Segment Start: Records provided

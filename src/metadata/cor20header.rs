//! The CLI header (`IMAGE_COR20_HEADER`, ECMA-335 II.25.3.3).
//!
//! Data directory 14 of a managed PE image points at this 72-byte structure. The extractor only
//! needs it to find the metadata root, but the runtime version and flags are kept for logging.

use crate::{file::parser::Parser, Result};

/// Fixed size of the CLI header in bytes.
pub const COR20_HEADER_SIZE: usize = 72;

/// The parsed CLI header.
#[derive(Debug, Clone, PartialEq, Eq)]
pub struct Cor20Header {
    /// Size of the header in bytes, always 72
    pub cb: u32,
    /// Minimum major runtime version required
    pub major_runtime_version: u16,
    /// Minimum minor runtime version required
    pub minor_runtime_version: u16,
    /// RVA of the metadata root
    pub meta_data_rva: u32,
    /// Size of the metadata in bytes
    pub meta_data_size: u32,
    /// `COMIMAGE_FLAGS_*` bits
    pub flags: u32,
}

impl Cor20Header {
    /// Parse the CLI header from the start of `data`.
    ///
    /// # Errors
    /// Returns [`crate::Error::OutOfBounds`] if `data` is shorter than 72 bytes, or
    /// [`crate::Error::Malformed`] if the size field is wrong or no metadata is referenced.
    pub fn read(data: &[u8]) -> Result<Cor20Header> {
        if data.len() < COR20_HEADER_SIZE {
            return Err(out_of_bounds_error!());
        }

        let mut parser = Parser::new(data);

        let cb = parser.read_le::<u32>()?;
        if cb as usize != COR20_HEADER_SIZE {
            return Err(malformed_error!(
                "Invalid CLR header size: expected 72, got {}",
                cb
            ));
        }

        let major_runtime_version = parser.read_le::<u16>()?;
        let minor_runtime_version = parser.read_le::<u16>()?;

        let meta_data_rva = parser.read_le::<u32>()?;
        let meta_data_size = parser.read_le::<u32>()?;
        if meta_data_rva == 0 || meta_data_size == 0 {
            return Err(malformed_error!("CLR header does not reference any metadata"));
        }

        let flags = parser.read_le::<u32>()?;

        Ok(Cor20Header {
            cb,
            major_runtime_version,
            minor_runtime_version,
            meta_data_rva,
            meta_data_size,
            flags,
        })
    }
}
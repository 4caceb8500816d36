//! Metadata provider over ECMA-335 metadata in PE images.
//!
//! [`CilMetadataProvider`] opens a module with [`CilModule`] (memory mapped from disk, or from an
//! owned buffer) and joins its metadata tables into a [`ModuleTypes`] snapshot. What counts as
//! exported, and how deep nested structures are followed, is controlled by [`LoaderConfig`].
//!
//! # Examples
//!
//! ```rust,no_run
//! use dotcontract::{render_all, CilMetadataProvider, LoaderConfig};
//!
//! let provider = CilMetadataProvider::with_config(LoaderConfig::minimal());
//! for contract in render_all(&["First.dll", "Second.dll"], &provider) {
//!     match contract {
//!         Ok(text) => print!("{text}"),
//!         Err(e) => eprintln!("{e}"),
//!     }
//! }
//! ```

mod config;
mod extract;
mod names;

use std::path::{Path, PathBuf};

use log::debug;

use crate::{
    contract::ModuleTypes, metadata::cilmodule::CilModule, provider::MetadataProvider, Error,
    Result,
};

pub use config::LoaderConfig;

use extract::TypeExtractor;

/// A module opened by [`CilMetadataProvider`].
pub struct CilModuleHandle {
    path: PathBuf,
    module: CilModule,
}

impl CilModuleHandle {
    /// Path the module was loaded from.
    #[must_use]
    pub fn path(&self) -> &Path {
        &self.path
    }

    /// The parsed module.
    #[must_use]
    pub fn module(&self) -> &CilModule {
        &self.module
    }
}

/// Reads exported types straight from a module's metadata tables.
#[derive(Debug, Default, Clone, Copy)]
pub struct CilMetadataProvider {
    config: LoaderConfig,
}

impl CilMetadataProvider {
    /// A provider with [`LoaderConfig::default`].
    #[must_use]
    pub fn new() -> Self {
        Self::default()
    }

    /// A provider with a custom configuration.
    #[must_use]
    pub fn with_config(config: LoaderConfig) -> Self {
        CilMetadataProvider { config }
    }

    /// The configuration in use.
    #[must_use]
    pub fn config(&self) -> &LoaderConfig {
        &self.config
    }

    /// Load a module image that is already in memory; `path` only labels errors.
    ///
    /// # Errors
    /// Returns [`Error::ModuleLoad`] if `data` is not a .NET module.
    pub fn load_bytes(&self, path: impl Into<PathBuf>, data: Vec<u8>) -> Result<CilModuleHandle> {
        let path = path.into();
        match CilModule::from_mem(data) {
            Ok(module) => Ok(CilModuleHandle { path, module }),
            Err(error) => Err(load_error(path, error)),
        }
    }
}

fn load_error(path: PathBuf, error: Error) -> Error {
    Error::ModuleLoad {
        path,
        source: Box::new(error),
    }
}

impl MetadataProvider for CilMetadataProvider {
    type Handle = CilModuleHandle;

    fn load_module(&self, path: &Path) -> Result<CilModuleHandle> {
        debug!("loading {}", path.display());

        match CilModule::from_file(path) {
            Ok(module) => Ok(CilModuleHandle {
                path: path.to_path_buf(),
                module,
            }),
            Err(error) => Err(load_error(path.to_path_buf(), error)),
        }
    }

    fn enumerate_types(&self, module: &CilModuleHandle) -> Result<ModuleTypes> {
        module
            .module
            .with_metadata(|metadata| TypeExtractor::new(metadata, self.config).extract())
            .map_err(|error| load_error(module.path.clone(), error))
    }
}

Segment End: Records provided

Reproduce the records word for word.

▶ [Exercise result]:
filename src/metadata/cor20header.rs
//! The CLI header (`IMAGE_COR20_HEADER`, ECMA-335 II.25.3.3).
//!
//! Data directory 14 of a managed PE image points at this 72-byte structure. The extractor only
//! needs it to find the metadata root, but the runtime version and flags are kept for logging.

use crate::{file::parser::Parser, Result};

/// Fixed size of the CLI header in bytes.
pub const COR20_HEADER_SIZE: usize = 72;

/// The parsed CLI header.
#[derive(Debug, Clone, PartialEq, Eq)]
pub struct Cor20Header {
    /// Size of the header in bytes, always 72
    pub cb: u32,
    /// Minimum major runtime version required
    pub major_runtime_version: u16,
    /// Minimum minor runtime version required
    pub minor_runtime_version: u16,
    /// RVA of the metadata root
    pub meta_data_rva: u32,
    /// Size of the metadata in bytes
    pub meta_data_size: u32,
    /// `COMIMAGE_FLAGS_*` bits
    pub flags: u32,
}

impl Cor20Header {
    /// Parse the CLI header from the start of `data`.
    ///
    /// # Errors
    /// Returns [`crate::Error::OutOfBounds`] if `data` is shorter than 72 bytes, or
    /// [`crate::Error::Malformed`] if the size field is wrong or no metadata is referenced.
    pub fn read(data: &[u8]) -> Result<Cor20Header> {
        if data.len() < COR20_HEADER_SIZE {
            return Err(out_of_bounds_error!());
        }

        let mut parser = Parser::new(data);

        let cb = parser.read_le::<u32>()?;
        if cb as usize != COR20_HEADER_SIZE {
            return Err(malformed_error!(
                "Invalid CLR header size: expected 72, got {}",
                cb
            ));
        }

        let major_runtime_version = parser.read_le::<u16>()?;
        let minor_runtime_version = parser.read_le::<u16>()?;

        let meta_data_rva = parser.read_le::<u32>()?;
        let meta_data_size = parser.read_le::<u32>()?;
        if meta_data_rva == 0 || meta_data_size == 0 {
            return Err(malformed_error!("CLR header does not reference any metadata"));
        }

        let flags = parser.read_le::<u32>()?;

        Ok(Cor20Header {
            cb,
            major_runtime_version,
            minor_runtime_version,
            meta_data_rva,
            meta_data_size,
            flags,
        })
    }
}
repository 4caceb8500816d36
//! Metadata provider over ECMA-335 metadata in PE images.
//!
//! [`CilMetadataProvider`] opens a module with [`CilModule`] (memory mapped from disk, or from an
//! owned buffer) and joins its metadata tables into a [`ModuleTypes`] snapshot. What counts as
//! exported, and how deep nested structures are followed, is controlled by [`LoaderConfig`].
//!
//! # Examples
//!
//! ```rust,no_run
//! use dotcontract::{render_all, CilMetadataProvider, LoaderConfig};
//!
//! let provider = CilMetadataProvider::with_config(LoaderConfig::minimal());
//! for contract in render_all(&["First.dll", "Second.dll"], &provider) {
//!     match contract {
//!         Ok(text) => print!("{text}"),
//!         Err(e) => eprintln!("{e}"),
//!     }
//! }
//! ```

mod config;
mod extract;
mod names;

use std::path::{Path, PathBuf};

use log::debug;

use crate::{
    contract::ModuleTypes, metadata::cilmodule::CilModule, provider::MetadataProvider, Error,
    Result,
};

pub use config::LoaderConfig;

use extract::TypeExtractor;

/// A module opened by [`CilMetadataProvider`].
pub struct CilModuleHandle {
    path: PathBuf,
    module: CilModule,
}

impl CilModuleHandle {
    /// Path the module was loaded from.
    #[must_use]
    pub fn path(&self) -> &Path {
        &self.path
    }

    /// The parsed module.
    #[must_use]
    pub fn module(&self) -> &CilModule {
        &self.module
    }
}

/// Reads exported types straight from a module's metadata tables.
#[derive(Debug, Default, Clone, Copy)]
pub struct CilMetadataProvider {
    config: LoaderConfig,
}

impl CilMetadataProvider {
    /// A provider with [`LoaderConfig::default`].
    #[must_use]
    pub fn new() -> Self {
        Self::default()
    }

    /// A provider with a custom configuration.
    #[must_use]
    pub fn with_config(config: LoaderConfig) -> Self {
        CilMetadataProvider { config }
    }

    /// The configuration in use.
    #[must_use]
    pub fn config(&self) -> &LoaderConfig {
        &self.config
    }

    /// Load a module image that is already in memory; `path` only labels errors.
    ///
    /// # Errors
    /// Returns [`Error::ModuleLoad`] if `data` is not a .NET module.
    pub fn load_bytes(&self, path: impl Into<PathBuf>, data: Vec<u8>) -> Result<CilModuleHandle> {
        let path = path.into();
        match CilModule::from_mem(data) {
            Ok(module) => Ok(CilModuleHandle { path, module }),
            Err(error) => Err(load_error(path, error)),
        }
    }
}

fn load_error(path: PathBuf, error: Error) -> Error {
    Error::ModuleLoad {
        path,
        source: Box::new(error),
    }
}

impl MetadataProvider for CilMetadataProvider {
    type Handle = CilModuleHandle;

    fn load_module(&self, path: &Path) -> Result<CilModuleHandle> {
        debug!("loading {}", path.display());

        match CilModule::from_file(path) {
            Ok(module) => Ok(CilModuleHandle {
                path: path.to_path_buf(),
                module,
            }),
            Err(error) => Err(load_error(path.to_path_buf(), error)),
        }
    }

    fn enumerate_types(&self, module: &CilModuleHandle) -> Result<ModuleTypes> {
        module
            .module
            .with_metadata(|metadata| TypeExtractor::new(metadata, self.config).extract())
            .map_err(|error| load_error(module.path.clone(), error))
    }
}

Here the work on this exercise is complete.